Im Januar 1945 flieht Rudolf Dassler vor der Roten Armee nach Herzogenaurach. Im April nimmt ihn die Geheime Staatspolizei wegen Fahnenflucht fest. Als er ins Konzentrationslager Dachau gebracht werden soll, befreit ihn die US-Armee. Aber kurz darauf wird er wieder festgenommen und muss ein Jahr in Kriegsgefangenschaft. Die Amerikaner werfen ihm vor, für die Zensur und die Spionageabwehr gearbeitet zu haben. Und es heißt, dass ihm die US-Soldaten einen Hinweis geben: Er ist verraten worden – und zwar aus seinem engsten persönlichen Umfeld.
Im Januar 1946 kommt Rudolf Dassler frei und geht zurück nach Hause. Für ihn steht fest, wer ihn verraten haben muss: sein Bruder Adolf. Rudolf glaubt, dass Adolf ihn so aus der Firma drängen will. Denn während der ältere Bruder weg war, ist Adolfs Macht in der Firma größer geworden. Rudolf beginnt nun selbst, Adolf zu beschuldigen – als Helfer der Nationalsozialisten. Der Streit der beiden Brüder eskaliert. Aus dem Konflikt wird offener Hass. Auch der Konflikt zwischen den Ehefrauen eskaliert.
Die Militärbehörden stoppen zwar bald ihre Ermittlungen über die Nazi-Kontakte der beiden Brüder. Aber ihr Bruch ist endgültig – und damit auch die Trennung des Unternehmens. Rudolf ist der Erste, der 1948 seine Firma Puma registrieren lässt; Puma wurde er früher von Freunden genannt. Adolf Dassler startet fast ein Jahr später, im August 1949, seine eigene Firma. Er gibt ihr als Namen eine Kurzform seines eigenen: Adidas.
In den folgenden Jahren und Jahrzehnten sind Puma und Adidas gegenseitig ihre größten Konkurrenten. Beide Firmen finden schnell viele bekannte Sportler, die ihre Schuhe tragen. Als die deutsche Fußballnationalmannschaft 1954 in der Schweiz Weltmeister wird, tragen die Spieler Schuhe von Adidas. Für einen Sportler aber vereinbaren die Firmen einen Nichtangriffspakt: Pelé. Als Puma den Weltfußballer 1970 trotzdem unter Vertrag nimmt, eskaliert der Streit wieder, diesmal zwischen den Söhnen von Rudolf und Adolf.

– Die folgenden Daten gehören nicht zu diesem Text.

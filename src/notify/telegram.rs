use anyhow::{anyhow, Context, Result};
use reqwest::Client;
use serde::{Deserialize, Serialize};
use std::time::Duration;

use super::Notifier;
use crate::config::NotifySettings;

/// Telegram Bot API `sendMessage` client for one chat.
#[derive(Clone)]
pub struct TelegramNotifier {
    api_base: String,
    token: String,
    chat_id: String,
    client: Client,
    timeout: Duration,
}

#[derive(Serialize)]
struct SendMessage<'a> {
    chat_id: &'a str,
    text: &'a str,
    parse_mode: &'static str,
    disable_web_page_preview: bool,
}

#[derive(Deserialize)]
struct TelegramReply {
    ok: bool,
    #[serde(default)]
    description: Option<String>,
    #[serde(default)]
    error_code: Option<i64>,
}

impl TelegramNotifier {
    pub fn new(token: String, chat_id: String) -> Self {
        Self {
            api_base: crate::config::defaults::TELEGRAM_API_BASE.to_string(),
            token,
            chat_id,
            client: Client::new(),
            timeout: Duration::from_secs(crate::config::defaults::HTTP_TIMEOUT_SECS),
        }
    }

    pub fn from_settings(settings: &NotifySettings, token: String, chat_id: String) -> Self {
        Self::new(token, chat_id)
            .with_api_base(&settings.telegram_api_base)
            .with_timeout(settings.timeout_secs)
    }

    pub fn with_api_base(mut self, base: &str) -> Self {
        self.api_base = base.trim_end_matches('/').to_string();
        self
    }

    pub fn with_timeout(mut self, secs: u64) -> Self {
        self.timeout = Duration::from_secs(secs);
        self
    }

    fn endpoint(&self) -> String {
        format!("{}/bot{}/sendMessage", self.api_base, self.token)
    }

    /// Error text with the bot token scrubbed out.
    fn redact(&self, s: &str) -> String {
        if self.token.is_empty() {
            s.to_string()
        } else {
            s.replace(&self.token, "***")
        }
    }
}

#[async_trait::async_trait]
impl Notifier for TelegramNotifier {
    async fn send(&self, text: &str) -> Result<()> {
        let payload = SendMessage {
            chat_id: &self.chat_id,
            text,
            parse_mode: "HTML",
            disable_web_page_preview: true,
        };

        let rsp = self
            .client
            .post(self.endpoint())
            .timeout(self.timeout)
            .json(&payload)
            .send()
            .await
            .map_err(|e| anyhow!("telegram request failed: {}", self.redact(&e.to_string())))?;

        let status = rsp.status();
        let body = rsp.text().await.context("read telegram reply")?;

        // Bot API answers JSON even on 4xx; prefer its description.
        match serde_json::from_str::<TelegramReply>(&body) {
            Ok(reply) if reply.ok && status.is_success() => Ok(()),
            Ok(reply) => Err(anyhow!(
                "telegram rejected message ({}): {}",
                reply.error_code.map(|c| c.to_string()).unwrap_or_else(|| status.to_string()),
                reply.description.unwrap_or_else(|| "no description".into())
            )),
            Err(_) => Err(anyhow!("telegram returned {status} with unexpected body")),
        }
    }

    fn name(&self) -> &'static str {
        "telegram"
    }
}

Viele Jahre lang trennt der Konflikt auch den ganzen Ort. Beide Firmen sind nicht weit voneinander entfernt, auf beiden Seiten des Flusses. Sie sind wichtige Arbeitgeber in Herzogenaurach – und auch die Angestellten stehen entweder auf der Seite von Rudolf oder Adolf. Erst in den 2000er-Jahren kommen sich die Familien wieder näher, die Situation entspannt sich.
70 Jahre nach dem Start sind die beiden Firmen trotz einiger ökonomischer Probleme internationale Giganten. Adidas ist nach Nike der zweitgrößte Sportartikelhersteller der Welt. Und Puma folgt auf Platz drei. Barbara Kerbel
Das Resultat von einem Bruderstreit: zwei gigantische Firmen.